Discovery filmed its fifth season almost two years ago (the production also returned for extra days in April 2023 to shoot a coda when the decision was made it would be the last chapter) and in that time, Rapp has had two sons with his partner Ken, via surrogacy.

The actor has been open about his sexuality for decades and names Discovery’s queer representation as a big step for the franchise. More than any other title in Star Trek’s history – already a franchise that was relatively inclusive (Nichelle Nichols had a prominent role in the original series – Discovery became a beacon for marginalised communities.

It featured Star Trek’s first black female lead, Michelle Yeoh as its first female Asian captain, and characters that were gay, transgender and non-binary.

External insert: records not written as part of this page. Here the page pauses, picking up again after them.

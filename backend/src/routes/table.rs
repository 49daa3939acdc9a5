use serde::{Deserialize, Serialize};

// =========================================================
// Snapshot table types + routes
// =========================================================

/// Four metrics for one country at the most recent date.
#[derive(Debug, Clone, PartialEq, Eq, Serialize, Deserialize)]
#[serde(rename_all = "PascalCase")]
pub struct SnapshotRow {
    pub country: String,
    pub confirmed: i64,
    pub recovered: i64,
    pub deaths: i64,
    pub active: i64,
}

impl SnapshotRow {
    pub fn metric(&self, metric: crate::models::Metric) -> i64 {
        use crate::models::Metric;
        match metric {
            Metric::Confirmed => self.confirmed,
            Metric::Recovered => self.recovered,
            Metric::Deaths => self.deaths,
            Metric::Active => self.active,
        }
    }
}

/// Side-table row; unreported figures are shown as `-`.
#[derive(Debug, Clone, PartialEq, Eq, Serialize, Deserialize)]
#[serde(rename_all = "PascalCase")]
pub struct TableRow {
    pub country: String,
    pub confirmed: String,
    pub recovered: String,
    pub deaths: String,
    pub active: String,
}

/// Ranked side table, highest confirmed first.
#[derive(Debug, Clone, PartialEq, Eq, Serialize, Deserialize)]
pub struct TableData {
    pub as_of: Option<chrono::NaiveDate>,
    pub rows: Vec<TableRow>,
}

/// Countries offered by the lookup box, `Global` last.
#[derive(Debug, Clone, PartialEq, Eq, Serialize, Deserialize)]
pub struct CountryList {
    pub countries: Vec<String>,
    pub default_country: String,
}

pub const GET_TABLE: &str = "/table";
pub const GET_COUNTRIES: &str = "/countries";

#[cfg(test)]
mod tests {
    use super::*;
    use crate::models::Metric;

    #[test]
    fn test_snapshot_row_metric_accessor() {
        let row = SnapshotRow {
            country: "Peru".into(),
            confirmed: 10,
            recovered: 6,
            deaths: 1,
            active: 3,
        };
        assert_eq!(row.metric(Metric::Confirmed), 10);
        assert_eq!(row.metric(Metric::Recovered), 6);
        assert_eq!(row.metric(Metric::Deaths), 1);
        assert_eq!(row.metric(Metric::Active), 3);
    }

    #[test]
    fn test_snapshot_row_uses_column_labels() {
        let row = SnapshotRow {
            country: "Peru".into(),
            confirmed: 10,
            recovered: 6,
            deaths: 1,
            active: 3,
        };
        let json = serde_json::to_value(&row).unwrap();
        assert_eq!(json["Country"], "Peru");
        assert_eq!(json["Deaths"], 1);
    }
}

“It was something that had been desired by cast and writers (previously) but had been blocked by the network or the studio or whomever,” Rapp explains. “So it was a long time coming. Frankly, too long in coming.

“The fact we got to be the ones to finally break down that barrier, to have proudly, openly queer characters that are fully themselves is a huge mark of pride for us.

“They’re not just boxes to be ticked, they’re essential to show the world that these people exist all over. There are black female leaders in any number of positions around the world but their stories don’t get told as often as they should.

“To get to tell that story is incredibly important, meaningful and necessary.”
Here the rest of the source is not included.